What to produce: What lines of the listing below contain the word "PublishReceipt"? Copy each of them out.

Input for this task:
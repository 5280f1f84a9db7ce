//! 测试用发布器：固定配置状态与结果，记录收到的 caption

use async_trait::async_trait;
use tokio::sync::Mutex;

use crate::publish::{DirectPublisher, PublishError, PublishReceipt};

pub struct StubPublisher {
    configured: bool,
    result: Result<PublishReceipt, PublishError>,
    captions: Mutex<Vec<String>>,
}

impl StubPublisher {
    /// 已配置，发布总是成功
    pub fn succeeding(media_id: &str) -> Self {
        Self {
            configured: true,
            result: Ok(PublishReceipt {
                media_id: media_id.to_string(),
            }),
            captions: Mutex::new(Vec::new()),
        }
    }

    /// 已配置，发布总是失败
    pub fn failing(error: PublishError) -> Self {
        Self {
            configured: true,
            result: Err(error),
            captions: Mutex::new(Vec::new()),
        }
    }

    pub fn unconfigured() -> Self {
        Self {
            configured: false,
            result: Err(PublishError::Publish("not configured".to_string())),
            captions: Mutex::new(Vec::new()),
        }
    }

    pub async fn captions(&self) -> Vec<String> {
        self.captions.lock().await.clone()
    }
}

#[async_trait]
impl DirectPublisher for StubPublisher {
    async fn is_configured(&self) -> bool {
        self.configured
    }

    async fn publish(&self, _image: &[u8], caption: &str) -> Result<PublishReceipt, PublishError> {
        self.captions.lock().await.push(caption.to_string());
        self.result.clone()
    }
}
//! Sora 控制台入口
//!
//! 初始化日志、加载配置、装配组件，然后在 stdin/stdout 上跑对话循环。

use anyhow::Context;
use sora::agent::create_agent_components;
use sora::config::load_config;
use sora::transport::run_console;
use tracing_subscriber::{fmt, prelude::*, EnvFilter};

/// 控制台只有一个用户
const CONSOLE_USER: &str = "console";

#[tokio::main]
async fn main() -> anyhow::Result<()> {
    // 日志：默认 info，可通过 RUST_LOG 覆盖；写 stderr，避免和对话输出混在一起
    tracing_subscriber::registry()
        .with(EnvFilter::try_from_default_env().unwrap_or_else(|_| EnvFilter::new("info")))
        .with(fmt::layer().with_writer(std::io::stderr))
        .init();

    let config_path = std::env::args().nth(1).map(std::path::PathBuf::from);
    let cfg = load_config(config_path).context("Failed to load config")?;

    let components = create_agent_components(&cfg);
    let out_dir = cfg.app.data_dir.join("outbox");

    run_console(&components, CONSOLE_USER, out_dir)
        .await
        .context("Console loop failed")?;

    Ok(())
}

Your solution:
use crate::publish::{DirectPublisher, PublishError, PublishReceipt};
    result: Result<PublishReceipt, PublishError>,
            result: Ok(PublishReceipt {
    async fn publish(&self, _image: &[u8], caption: &str) -> Result<PublishReceipt, PublishError> {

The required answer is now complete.